Ringo no uta ga kikoeru - 1950's nostalgia and the winds of Tokyo

Ringo no uta ga kikoeru - 1950's nostalgia and the winds of Tokyo

Released in 1956, Michiya Mihashi's "From an Apple Village" was widely accepted as a song that symbolized the sentiments of postwar Japan. As the population began to flow out of the countryside to the cities and depopulation of rural areas increased, young people who went to the cities overlapped their memories of their hometowns in this song.
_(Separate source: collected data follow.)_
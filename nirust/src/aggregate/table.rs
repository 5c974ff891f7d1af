use std::fs::File;
use std::io::{self, BufWriter, Write};
use std::path::Path;

use itertools::Itertools;
use ndarray::{Array2, ArrayView1, ArrayView2, Axis};

#[cfg(feature = "serde")]
use serde::{Deserialize, Serialize};

use crate::consts::{TABLE_LABEL_COLUMN, TABLE_MISSING_VALUE};

/// 区域表: 每行对应一个前景标签 (按标签值升序), 每列对应一个特征 (帧).
#[derive(Debug, Clone, PartialEq)]
#[cfg_attr(
    feature = "serde",
    derive(Serialize, Deserialize),
    serde(try_from = "RawTable", into = "RawTable")
)]
pub struct RegionTable {
    labels: Vec<u32>,
    values: Array2<f64>,
}

impl RegionTable {
    /// 由升序标签和 `(标签数, 特征数)` 形状的值矩阵拼装.
    pub(crate) fn new(labels: Vec<u32>, values: Array2<f64>) -> Self {
        debug_assert_eq!(labels.len(), values.nrows());
        debug_assert!(labels.windows(2).all(|w| w[0] < w[1]));
        Self { labels, values }
    }

    /// 行标签, 升序.
    #[inline]
    pub fn labels(&self) -> &[u32] {
        &self.labels
    }

    /// 值矩阵, 形状为 `(区域数, 特征数)`.
    #[inline]
    pub fn values(&self) -> ArrayView2<'_, f64> {
        self.values.view()
    }

    /// 区域 (行) 数.
    #[inline]
    pub fn n_regions(&self) -> usize {
        self.labels.len()
    }

    /// 特征 (列) 数.
    #[inline]
    pub fn n_features(&self) -> usize {
        self.values.ncols()
    }

    /// 获取标签 `label` 所在的行. 标签不存在时返回 `None`.
    pub fn row(&self, label: u32) -> Option<ArrayView1<'_, f64>> {
        let r = self.labels.binary_search(&label).ok()?;
        Some(self.values.index_axis(Axis(0), r))
    }

    /// 获取标签 `label` 的第 `feature` 个特征值.
    #[inline]
    pub fn get(&self, label: u32, feature: usize) -> Option<f64> {
        self.row(label)?.get(feature).copied()
    }

    /// 以 `sep` 为分隔符写出表格. 首行为列名, `NaN` 写作 `n/a`.
    pub fn write_delimited<W: Write>(&self, mut w: W, sep: &str) -> io::Result<()> {
        let header = (1..=self.n_features()).map(|c| format!("feature_{c}"));
        writeln!(
            w,
            "{TABLE_LABEL_COLUMN}{sep}{}",
            header.format(sep)
        )?;

        #[inline]
        fn cell(v: &f64) -> String {
            if v.is_nan() {
                TABLE_MISSING_VALUE.to_string()
            } else {
                v.to_string()
            }
        }

        for (label, row) in self.labels.iter().zip(self.values.outer_iter()) {
            writeln!(w, "{label}{sep}{}", row.iter().map(cell).join(sep))?;
        }
        w.flush()
    }

    /// 以制表符为分隔符写出表格.
    #[inline]
    pub fn write_tsv<W: Write>(&self, w: W) -> io::Result<()> {
        self.write_delimited(w, "\t")
    }

    /// 将表格以 TSV 格式保存到 `path`.
    ///
    /// 先写入同目录下的临时文件, 完整写出后再重命名, 因此失败时不会留下不完整的表格.
    pub fn save_tsv<P: AsRef<Path>>(&self, path: P) -> io::Result<()> {
        let path = path.as_ref();
        let mut tmp = path.as_os_str().to_owned();
        tmp.push(".partial");
        let tmp = Path::new(&tmp);

        let written = File::create(tmp).and_then(|f| self.write_tsv(BufWriter::new(f)));
        if let Err(e) = written {
            std::fs::remove_file(tmp).ok();
            return Err(e);
        }
        std::fs::rename(tmp, path)
    }
}

/// 序列化时使用的原始形式. 反序列化后需重新检查标签顺序与行数.
#[cfg(feature = "serde")]
#[derive(Serialize, Deserialize)]
struct RawTable {
    labels: Vec<u32>,
    values: Array2<f64>,
}

#[cfg(feature = "serde")]
impl TryFrom<RawTable> for RegionTable {
    type Error = String;

    fn try_from(raw: RawTable) -> Result<Self, Self::Error> {
        if raw.labels.len() != raw.values.nrows() {
            return Err(format!(
                "{} label(s) but {} row(s)",
                raw.labels.len(),
                raw.values.nrows()
            ));
        }
        if !raw.labels.windows(2).all(|w| w[0] < w[1]) {
            return Err("labels must be strictly ascending".to_string());
        }
        Ok(Self::new(raw.labels, raw.values))
    }
}

#[cfg(feature = "serde")]
impl From<RegionTable> for RawTable {
    fn from(table: RegionTable) -> Self {
        Self {
            labels: table.labels,
            values: table.values,
        }
    }
}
In the early 1950s, when the Korean War special procurement had ended and the recession continued, and the society was in the midst of joblessness and poverty, "From Apple Village" soothed people's hearts as a song that conveyed hope and nostalgia at the same time. Mitsuhashi's voice, which incorporated the power of folk songs, bridged the gap between the loneliness of the city and the warmth of rural villages, and functioned as a "mental regulator" to compensate for economic poverty with cultural affluence. The song, which spread across Japan via radio, symbolized the "place of return" sought by postwar Japanese, and in the 1970s it on
ce again attracted attention as a nostalgic melody. In the midst of a society undergoing a period of rapid economic growth, "From Apple Village" has been sung throughout the ages as a song that reminds people of their origins.